"But," I complained, "I heard that there was a big elevator here, that took taxis right up stairs."

"There ain't," he said, succinctly.

Telling him to wait, we entered the door and came upon an elevator and a solitary waiter, whom we informed of our desire to see the place.

Obligingly he took us to an upper floor and opening the door of an apartment, showed us in.

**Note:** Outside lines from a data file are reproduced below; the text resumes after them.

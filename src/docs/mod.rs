// Documentation retrieval
// Manifest parsing, page content resolution and the two-tier structure cache

pub mod content;
pub mod manifest;
pub mod models;
pub mod source;
pub mod store;

pub use content::ContentResolver;
pub use models::{CacheEntry, DocPage, DocumentationStructure};
pub use source::{DocsSource, HttpDocsSource, ManifestResponse};
pub use store::DocumentationStore;
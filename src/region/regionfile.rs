use std::collections::{HashMap, HashSet};
use std::fs::File;
use std::io::{
	BufReader, BufWriter,
	Read, Write,
	Seek, SeekFrom,
};
use std::path::{Path, PathBuf};

use serde::Serialize;
use serde::de::DeserializeOwned;

use crate::{McError, McResult};
use crate::ioext::{Readable, Writable, Seekable, ReaderExt, WriterExt};
use crate::nbt;
use crate::nbt::tag::NamedTag;

use super::{required_sectors, pad_size};
use super::compression::CompressionScheme;
use super::coord::RegionCoord;
use super::header::RegionHeader;
use super::sector::RegionSector;
use super::timestamp::Timestamp;

/// A handle to one region file.
///
/// Loading reads only the 8KiB header. Chunk payloads are pulled into
/// memory as they are read or written, and every mutation stays in
/// memory until [RegionFile::save], which lays all present chunks back
/// out contiguously and rewrites the header. Nothing touches the disk
/// image before save.
///
/// A handle owns its file descriptor and is not meant to be shared;
/// two handles to the same file are two independent mutators and the
/// last save wins.
pub struct RegionFile {
	path: PathBuf,
	file: File,
	header: RegionHeader,
	/// Raw payloads (scheme byte + compressed document) for every chunk
	/// touched since load.
	chunks: HashMap<RegionCoord, Vec<u8>>,
	/// Slots mutated since the last save.
	dirty: HashSet<RegionCoord>,
}

impl RegionFile {
	/// Opens a region file, creating it if absent. A file shorter than
	/// the header is zero-filled to 8KiB, which doubles as creating an
	/// empty region. Chunk payloads are not read here.
	pub fn load<P: AsRef<Path>>(path: P) -> McResult<Self> {
		let path = path.as_ref().to_path_buf();
		let mut file = File::options()
			.read(true)
			.write(true)
			.create(true)
			.open(&path)?;
		if file.metadata()?.len() < 4096 * 2 {
			file.set_len(4096 * 2)?;
		}
		file.seek(SeekFrom::Start(0))?;
		let header = {
			let mut reader = BufReader::with_capacity(4096 * 2, &mut file);
			RegionHeader::read_from(&mut reader)?
		};
		Self::check_header(&header, file.metadata()?.len())?;
		Ok(Self {
			path,
			file,
			header,
			chunks: HashMap::new(),
			dirty: HashSet::new(),
		})
	}

	/// Rejects headers whose locations point outside the file or into
	/// each other. There is no recovery from a corrupted header; the
	/// caller decides whether to rebuild.
	fn check_header(header: &RegionHeader, file_len: u64) -> McResult<()> {
		let mut occupied: Vec<RegionSector> = header.sectors.iter()
			.filter(|sector| !sector.is_empty())
			.copied()
			.collect();
		for sector in &occupied {
			if sector.sector_offset() < 2 {
				return Err(McError::CorruptHeader(
					format!("location {} overlaps the header", sector.sector_offset())
				));
			}
			if sector.end_offset() > file_len {
				return Err(McError::CorruptHeader(
					format!("location {} extends beyond the file", sector.sector_offset())
				));
			}
		}
		occupied.sort_by_key(|sector| sector.sector_offset());
		for pair in occupied.windows(2) {
			if pair[0].intersects(pair[1]) {
				return Err(McError::CorruptHeader(
					format!("locations {} and {} overlap", pair[0].sector_offset(), pair[1].sector_offset())
				));
			}
		}
		Ok(())
	}

	pub fn path(&self) -> &Path {
		&self.path
	}

	/// A slot is present when it either holds an in-memory payload or
	/// the header carries both a location and a timestamp for it.
	fn is_present(&self, coord: RegionCoord) -> bool {
		self.chunks.contains_key(&coord)
		|| (!self.header.sectors[coord].is_empty() && !self.header.timestamps[coord].is_zero())
	}

	/// Row-major enumeration of the present chunks.
	pub fn chunks(&self) -> impl Iterator<Item = RegionCoord> + '_ {
		(0..1024u16)
			.map(RegionCoord::from)
			.filter(|coord| self.is_present(*coord))
	}

	/// Number of present chunks.
	pub fn chunk_len(&self) -> usize {
		self.chunks().count()
	}

	pub fn get_timestamp<C: Into<RegionCoord>>(&self, coord: C) -> Timestamp {
		self.header.timestamps[coord.into()]
	}

	/// Reads and decodes the chunk at `coord` into a record type.
	/// Returns `Ok(None)` when the slot is vacant. The raw payload is
	/// cached, so repeated reads only hit the disk once.
	pub fn read_chunk<C: Into<RegionCoord>, T: DeserializeOwned>(&mut self, coord: C) -> McResult<Option<T>> {
		match self.read_chunk_document(coord.into())? {
			Some(document) => Ok(Some(nbt::from_bytes(&document)?)),
			None => Ok(None),
		}
	}

	/// Reads the chunk at `coord` as a raw tag tree.
	pub fn read_chunk_tag<C: Into<RegionCoord>>(&mut self, coord: C) -> McResult<Option<NamedTag>> {
		match self.read_chunk_document(coord.into())? {
			Some(document) => Ok(Some(nbt::read_named_tag(&mut document.as_slice())?)),
			None => Ok(None),
		}
	}

	/// Encodes a record into the chunk at `coord`, compressing with
	/// zlib, and stamps the slot with the current wall-clock second.
	/// The write lands on disk at the next save.
	pub fn write_chunk<C: Into<RegionCoord>, T: Serialize>(&mut self, coord: C, value: &T) -> McResult<()> {
		self.write_chunk_with(coord, value, CompressionScheme::ZLib)
	}

	/// [RegionFile::write_chunk] with an explicit compression scheme.
	pub fn write_chunk_with<C: Into<RegionCoord>, T: Serialize>(
		&mut self,
		coord: C,
		value: &T,
		scheme: CompressionScheme,
	) -> McResult<()> {
		let coord = coord.into();
		let document = nbt::to_vec(value, None)?;
		let compressed = scheme.compress(&document)?;
		let mut payload = Vec::with_capacity(compressed.len() + 1);
		payload.push(scheme.id());
		payload.extend_from_slice(&compressed);
		// The length prefix adds 4 bytes and the sector count is 8 bits.
		if required_sectors((payload.len() + 4) as u32) > 255 {
			return Err(McError::ChunkTooLarge);
		}
		self.chunks.insert(coord, payload);
		self.dirty.insert(coord);
		self.header.timestamps[coord] = Timestamp::utc_now();
		Ok(())
	}

	/// Vacates the slot at `coord`. The sectors are reclaimed at the
	/// next save.
	pub fn remove_chunk<C: Into<RegionCoord>>(&mut self, coord: C) {
		let coord = coord.into();
		self.chunks.remove(&coord);
		self.dirty.insert(coord);
		self.header.sectors[coord] = RegionSector::empty();
		self.header.timestamps[coord] = Timestamp(0);
	}

	/// Serializes every accumulated mutation back to disk: all present
	/// chunks are laid out contiguously from sector 2 in row-major
	/// order, both header tables are rewritten, and each payload is
	/// zero-padded to a whole sector. The new image is written to a
	/// temp file first and then copied over the region, so in-process
	/// readers never observe a half-written file.
	pub fn save(&mut self) -> McResult<()> {
		if self.dirty.is_empty() {
			return Ok(());
		}
		// Pull every present payload into memory; untouched chunks are
		// relocated too, so their bytes are needed.
		let present: Vec<RegionCoord> = self.chunks().collect();
		for coord in &present {
			if self.chunk_payload(*coord)?.is_none() {
				// The header claimed a chunk but the sector holds a
				// zero length. Drop the slot instead of carrying the
				// dead sector forward.
				self.header.sectors[*coord] = RegionSector::empty();
				self.header.timestamps[*coord] = Timestamp(0);
			}
		}
		let present: Vec<RegionCoord> = present.into_iter()
			.filter(|coord| self.chunks.contains_key(coord))
			.collect();

		let mut header = RegionHeader::default();
		let mut next_sector = 2u32;
		for coord in &present {
			let payload = &self.chunks[coord];
			let count = required_sectors((payload.len() + 4) as u32);
			if count > 255 {
				return Err(McError::ChunkTooLarge);
			}
			if next_sector + count > 0x1000000 {
				return Err(McError::OutOfRange);
			}
			header.sectors[*coord] = RegionSector::new(next_sector, count as u8);
			header.timestamps[*coord] = self.header.timestamps[*coord];
			next_sector += count;
		}

		let mut temp = tempfile::NamedTempFile::new()?;
		{
			let mut writer = BufWriter::with_capacity(4096, temp.as_file_mut());
			header.write_to(&mut writer)?;
			for coord in &present {
				let payload = &self.chunks[coord];
				writer.write_value(payload.len() as u32)?;
				writer.write_all(payload)?;
				writer.write_zeroes(pad_size((payload.len() + 4) as u64))?;
			}
			writer.flush()?;
		}
		// fs::copy truncates the destination in place, which keeps the
		// open handle pointed at the fresh contents.
		std::fs::copy(temp.path(), &self.path)?;

		self.header = header;
		self.dirty.clear();
		Ok(())
	}

	/// The raw payload for a present chunk, reading it from disk into
	/// the cache on first touch. `Ok(None)` means the slot is vacant
	/// (including the degenerate present-but-zero-length case).
	fn chunk_payload(&mut self, coord: RegionCoord) -> McResult<Option<&Vec<u8>>> {
		if !self.is_present(coord) {
			return Ok(None);
		}
		if !self.chunks.contains_key(&coord) {
			let sector = self.header.sectors[coord];
			self.file.seek(sector.seeker())?;
			let mut reader = BufReader::with_capacity(4096, &mut self.file);
			let length: u32 = reader.read_value()?;
			if length == 0 {
				return Ok(None);
			}
			if length as u64 + 4 > sector.size() {
				return Err(McError::LengthExceedsMaximum {
					length,
					maximum: sector.size() as u32,
				});
			}
			let mut payload = vec![0u8; length as usize];
			reader.read_exact(&mut payload).map_err(McError::eof)?;
			self.chunks.insert(coord, payload);
		}
		Ok(self.chunks.get(&coord))
	}

	/// Decompressed NBT document bytes for a present chunk.
	fn read_chunk_document(&mut self, coord: RegionCoord) -> McResult<Option<Vec<u8>>> {
		let Some(payload) = self.chunk_payload(coord)? else {
			return Ok(None);
		};
		let scheme = CompressionScheme::from_id(payload[0])?;
		let document = scheme.decompress(&payload[1..])?;
		Ok(Some(document))
	}
}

"Of course," he said, "all of them are not so fine as this."

Alas for my imaginings, here was no rose-pink boudoir, no scene for a romantic meeting, but a room like one of those frightful parlor "sets" one sometimes sees in the cheapest moving pictures. However, in the movies one is spared the color of such a room; one may see that the wallpaper is of hideous design, but one cannot see its ghastly scrambled browns and greens and purples. As I glanced at the various furnishings it seemed to me that each was uglier than the last, and when finally my eye fell upon an automatic piano in a sort of combination of dark oak and art nouveau, with a stained glass front and a nickel in the slot attachment, my dream of a setting for sumptuous and esthetic sin was dead. It was a room in which adventure would taste like stale beer.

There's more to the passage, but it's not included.